Domande suggestive ed età del minore

In uno studio Rudy e Goodman (1991) hanno osservato che i bambini più piccoli si lasciavano influenzare dall’intervistatore maggiormente dei bambini più grandi.
Gulotta ed Ercolin (2004) hanno approfondito la questione attraverso uno studio simile arrivando a concludere che i bambini rispondono in modo accurato alle domande aperte non suggestive, mentre, in accordo con lo studio precedente, più gli intervistati erano piccoli maggiormente si lasciavano influenzare dalle domande suggestive.
Secondo gli autori il bambino accetta che la realtà degli eventi vissuti venga confutata dall’opinione degli adulti, ed è pronto a sacrificarla cambiando la propria versione.

Questo avviene perchè durante lo sviluppo il bambino apprende socialmente il mondo, attraverso i caregiver (le persone che si prendono cura di lui) che lo sostengono nella sua organizzazione mentale della realtà esterna.
E’ l’adulto che solitamente mostra al bambino cosa è reale e cosa non lo è, e se il bambino intuisce nella domanda suggestiva l’opinione sui del caregiver, allora la prenderà come buona. L’evento percepito come reale si può insinuare nella memoria del bambino come falso ricordo. 

 

Cosa fare davanti ad un sospetto di abuso?
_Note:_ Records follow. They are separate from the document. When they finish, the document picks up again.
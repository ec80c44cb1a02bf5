//! Type and symbol mapping from class definitions.
//!
//! Pure functions computing the C type strings, exported symbol names, and
//! qualified native names both emitters build on. The naming rules are a
//! link-compatibility contract: `ctype` and `symbol` must stay stable or
//! existing consumers of generated libraries stop resolving.

use crate::naming::capitalize;
use crate::schema::ClassDef;

/// Opaque C type name: capitalized namespace plus typename.
///
/// `frc` + `Pose2d` becomes `FrcPose2d`.
pub fn ctype(class: &ClassDef) -> String {
    format!("{}{}", capitalize(&class.namespace), class.typename)
}

/// Fully qualified native type reference, `namespace::typename`.
pub fn qualified_type(class: &ClassDef) -> String {
    format!("{}::{}", class.namespace, class.typename)
}

/// Exported symbol for a method key: namespace plus typename plus key.
///
/// `frc` + `Pose2d` + `Translation` becomes `frcPose2dTranslation`.
pub fn symbol(class: &ClassDef, key: &str) -> String {
    format!("{}{}{}", class.namespace, class.typename, key)
}

/// Map a parameter type token to its C spelling.
///
/// `cptr` and `const-cptr` become pointers to the opaque type; any other
/// token passes through unchanged and is assumed to already be a valid
/// C type name.
pub fn map_param_type(class: &ClassDef, token: &str) -> String {
    match token {
        "cptr" => format!("{}*", ctype(class)),
        "const-cptr" => format!("const {}*", ctype(class)),
        other => other.to_string(),
    }
}

/// Map a return type token to its C spelling.
///
/// Absent or `void` means no return value; `cptr` becomes a pointer to the
/// opaque type; anything else passes through.
pub fn map_return_type(class: &ClassDef, token: Option<&str>) -> String {
    match token {
        None | Some("void") => "void".to_string(),
        Some("cptr") => format!("{}*", ctype(class)),
        Some(other) => other.to_string(),
    }
}
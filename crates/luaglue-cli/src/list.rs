//! List command: enumerate resource files under a bindings tree.

use crate::generate::walk_files;
use anyhow::Result;
use luaglue_core::GenError;
use std::path::Path;

/// Print every file under `dir` as a sorted relative path, one per line.
pub fn run(dir: &Path) -> Result<()> {
    if !dir.is_dir() {
        return Err(GenError::NotFound(dir.to_path_buf()).into());
    }

    for rel in walk_files(dir)? {
        println!("{}", rel.display());
    }

    Ok(())
}
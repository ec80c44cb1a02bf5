//! C binding emitter.
//!
//! Produces one translation unit of C-linkage glue: an opaque typedef, the
//! Free function, and one exported function per method dispatching to the
//! native class. The output is compiled together with the native library
//! and loaded by the wrapper module through the FFI.

use crate::error::GenResult;
use crate::schema::{ClassDef, MethodDef};
use crate::sig::{CallKind, Signature};
use crate::types::{ctype, qualified_type};

/// Render the `extern "C"` glue source for one class definition.
pub fn generate_cpp(class: &ClassDef) -> GenResult<String> {
    class.validate()?;

    let ct = ctype(class);
    let qt = qualified_type(class);

    let mut out = String::new();
    out.push_str(&format!("#include <{}>\n\n", class.header));
    out.push_str("extern \"C\" {\n\n");
    out.push_str(&format!("typedef void {ct};\n\n"));

    if class.destructor {
        // The definition keeps the legacy fixed-prefix label shipped by
        // prior output; declarations elsewhere use the generic symbol. The
        // two coincide for the frc namespace existing consumers link
        // against. No null check: the native destructor's own contract
        // applies.
        out.push_str(&format!(
            "void frc{}Free ({ct}* self) {{\n    delete ({qt}*) self;\n}}\n\n",
            class.typename
        ));
    }

    for (key, method) in &class.methods {
        let sig = Signature::of(class, key, method);
        out.push_str(&function(&qt, &ct, &sig, method));
        out.push('\n');
    }

    out.push_str("}\n");
    Ok(out)
}

/// Render one exported function: header, body, close.
fn function(qt: &str, ct: &str, sig: &Signature, method: &MethodDef) -> String {
    let mut out = String::new();
    out.push_str(&format!(
        "{} {}{} {{\n",
        sig.return_type,
        sig.symbol,
        parens(&sig.param_list())
    ));

    if let Some(body) = &method.c_body {
        out.push_str(body.trim_end_matches('\n'));
        out.push('\n');
    } else if !method.stub {
        out.push_str(&format!("    {}\n", synthesized_call(qt, ct, sig)));
    }

    out.push_str("}\n");
    out
}

/// The one-line dispatch body for a method without an override.
fn synthesized_call(qt: &str, ct: &str, sig: &Signature) -> String {
    let args = parens(&sig.declared_args());
    let ret = if sig.returns_value() { "return " } else { "" };

    match sig.call {
        CallKind::Factory => format!("return ({ct}*) new {qt}{args};"),
        CallKind::Static => format!("{ret}{qt}::{}{args};", sig.key),
        CallKind::Instance { is_const } => {
            let qual = if is_const { "const " } else { "" };
            format!("{ret}(({qual}{qt}*) self)->{}{args};", sig.key)
        }
    }
}

/// Parenthesize a comma-joined list: `()` when empty, ` (a, b)` otherwise.
///
/// The space before a non-empty list matches prior generated output.
fn parens(list: &str) -> String {
    if list.is_empty() {
        "()".to_string()
    } else {
        format!(" ({list})")
    }
}
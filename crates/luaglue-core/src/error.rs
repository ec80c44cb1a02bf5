//! Error types for binding generation

use std::path::PathBuf;
use thiserror::Error;

/// Result type alias for generation operations
pub type GenResult<T> = Result<T, GenError>;

/// Error type for generation operations
#[derive(Error, Debug)]
pub enum GenError {
    /// A named input file or document does not exist
    #[error("not found: {0}")]
    NotFound(PathBuf),

    /// The output path exists and is not a directory
    #[error("not a directory: {0}")]
    NotADirectory(PathBuf),

    /// A class definition is missing required keys or carries unknown ones
    #[error("invalid schema: {0}")]
    InvalidSchema(String),

    /// An output format other than the recognized kinds was requested
    #[error("unsupported format: {0}")]
    UnsupportedFormat(String),

    /// I/O error during file operations
    #[error("I/O error: {0}")]
    Io(#[from] std::io::Error),
}
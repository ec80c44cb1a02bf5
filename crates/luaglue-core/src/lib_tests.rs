#![allow(non_snake_case)]

use super::*;

#[test]
fn Format___from_str___parses_recognized_formats() {
    assert_eq!("native".parse::<Format>().unwrap(), Format::Native);
    assert_eq!("wrapper".parse::<Format>().unwrap(), Format::Wrapper);
}

#[test]
fn Format___from_str___rejects_unknown_format() {
    let result = "java".parse::<Format>();

    assert!(matches!(result, Err(GenError::UnsupportedFormat(_))));
}

#[test]
fn Format___extension___maps_to_output_extension() {
    assert_eq!(Format::Native.extension(), "cpp");
    assert_eq!(Format::Wrapper.extension(), "lua");
}

#[test]
fn generate___dispatches_on_format() {
    let class = ClassDef::from_str(
        r#"
namespace: frc
typename: Pose2d
header: frc/geometry/Pose2d.h
methods:
  Translation:
    return_type: cptr
"#,
    )
    .unwrap();

    let native = generate(&class, Format::Native, "luabot-wpic").unwrap();
    let wrapper = generate(&class, Format::Wrapper, "luabot-wpic").unwrap();

    assert!(native.contains("FrcPose2d* frcPose2dTranslation (FrcPose2d* self) {"));
    assert!(wrapper.contains("function Pose2d:translation()"));
    assert!(wrapper.contains("return lib.frcPose2dTranslation(self)"));
}
//! Batch driver: transform or copy a bindings tree into an output tree.
//!
//! Schema documents are rendered through the core emitters with their
//! extension swapped for the active format; every other file is copied
//! byte-for-byte to the mirrored path. Generation is deterministic, so a
//! re-run over unchanged inputs reproduces the output tree exactly.

use anyhow::{Context, Result};
use luaglue_core::{ClassDef, Format, GenError};
use std::fs;
use std::path::{Path, PathBuf};

/// Extension of schema documents recognized as transformable.
pub const SCHEMA_EXT: &str = "yaml";

/// One generation run, as resolved from the command line.
pub struct Options {
    /// Root of the schema document tree
    pub bindings_dir: PathBuf,

    /// Output format
    pub format: Format,

    /// Output root; `None` with a single input file prints to stdout
    pub out: Option<PathBuf>,

    /// Shared library name handed to the wrapper emitter
    pub library: String,

    /// Explicit inputs; empty means the whole bindings tree
    pub files: Vec<PathBuf>,
}

/// Run the generate command.
pub fn run(options: &Options) -> Result<()> {
    match options.files.as_slice() {
        [] => mirror_tree(&options.bindings_dir, options),
        [single] if single.is_dir() => mirror_tree(single, options),
        files => batch_files(files, options),
    }
}

/// Mirror every file under `root` into the output root, transforming
/// schema documents and copying the rest.
fn mirror_tree(root: &Path, options: &Options) -> Result<()> {
    if !root.is_dir() {
        return Err(GenError::NotFound(root.to_path_buf()).into());
    }

    let out = options
        .out
        .as_deref()
        .context("--out is required when processing a directory tree")?;
    ensure_output_root(out)?;

    for rel in walk_files(root)? {
        let source = root.join(&rel);
        if is_schema_file(&source) {
            let text = transform(&source, options)?;
            let dest = out.join(&rel).with_extension(options.format.extension());
            write_output(&dest, &text)?;
            tracing::info!(source = %source.display(), dest = %dest.display(), "generated");
        } else {
            let dest = out.join(&rel);
            copy_file(&source, &dest)?;
            tracing::debug!(source = %source.display(), dest = %dest.display(), "copied");
        }
    }

    Ok(())
}

/// Transform exactly the named schema documents.
fn batch_files(files: &[PathBuf], options: &Options) -> Result<()> {
    for file in files {
        if !file.is_file() {
            return Err(GenError::NotFound(file.clone()).into());
        }

        let text = transform(file, options)?;
        match &options.out {
            None => print!("{text}"),
            Some(out) => {
                ensure_output_root(out)?;
                let rel = match file.strip_prefix(&options.bindings_dir) {
                    Ok(rel) => rel.to_path_buf(),
                    Err(_) => PathBuf::from(file.file_name().unwrap_or(file.as_os_str())),
                };
                let dest = out.join(rel).with_extension(options.format.extension());
                write_output(&dest, &text)?;
                tracing::info!(source = %file.display(), dest = %dest.display(), "generated");
            }
        }
    }

    Ok(())
}

/// Load one schema document and render it to the active format.
fn transform(path: &Path, options: &Options) -> Result<String> {
    let class = ClassDef::from_file(path)
        .with_context(|| format!("Failed to load schema document: {}", path.display()))?;

    let text = luaglue_core::generate(&class, options.format, &options.library)?;
    Ok(text)
}

/// Relative paths of every file under `root`, sorted for deterministic
/// traversal and stable `list` output.
pub fn walk_files(root: &Path) -> Result<Vec<PathBuf>> {
    let mut files = Vec::new();
    collect_files(root, root, &mut files)?;
    files.sort();
    Ok(files)
}

fn collect_files(root: &Path, dir: &Path, files: &mut Vec<PathBuf>) -> Result<()> {
    for entry in fs::read_dir(dir).with_context(|| format!("Failed to read {}", dir.display()))? {
        let path = entry?.path();
        if path.is_dir() {
            collect_files(root, &path, files)?;
        } else if let Ok(rel) = path.strip_prefix(root) {
            files.push(rel.to_path_buf());
        }
    }

    Ok(())
}

fn is_schema_file(path: &Path) -> bool {
    path.extension().is_some_and(|ext| ext == SCHEMA_EXT)
}

/// Reject an output root that exists as something other than a directory.
fn ensure_output_root(out: &Path) -> Result<()> {
    if out.exists() && !out.is_dir() {
        return Err(GenError::NotADirectory(out.to_path_buf()).into());
    }

    Ok(())
}

fn write_output(dest: &Path, text: &str) -> Result<()> {
    if let Some(parent) = dest.parent() {
        fs::create_dir_all(parent)
            .with_context(|| format!("Failed to create directory: {}", parent.display()))?;
    }

    fs::write(dest, text).with_context(|| format!("Failed to write {}", dest.display()))
}

fn copy_file(source: &Path, dest: &Path) -> Result<()> {
    if let Some(parent) = dest.parent() {
        fs::create_dir_all(parent)
            .with_context(|| format!("Failed to create directory: {}", parent.display()))?;
    }

    fs::copy(source, dest)
        .map(|_| ())
        .with_context(|| format!("Failed to copy {} to {}", source.display(), dest.display()))
}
Davanti ad un forte sospetto di abuso è necessario rivolgersi in tempi brevi alle istituzioni. Partendo dal medico di famiglia che può accertare eventuali indicatori fisici, fino a rivolgersi alle autorità. In questa fase è fondamentale un professionista psicologo che svolga una funzione di supporto.
Solo successivamente è opportuno intervistare in modo approfondito il bambino, tenendo conto che il luogo di elezione in cui raccogliere la testimonianza è l’incidente probatorio, in modo che la verità dei fatti possa coincidere con la verità processuale.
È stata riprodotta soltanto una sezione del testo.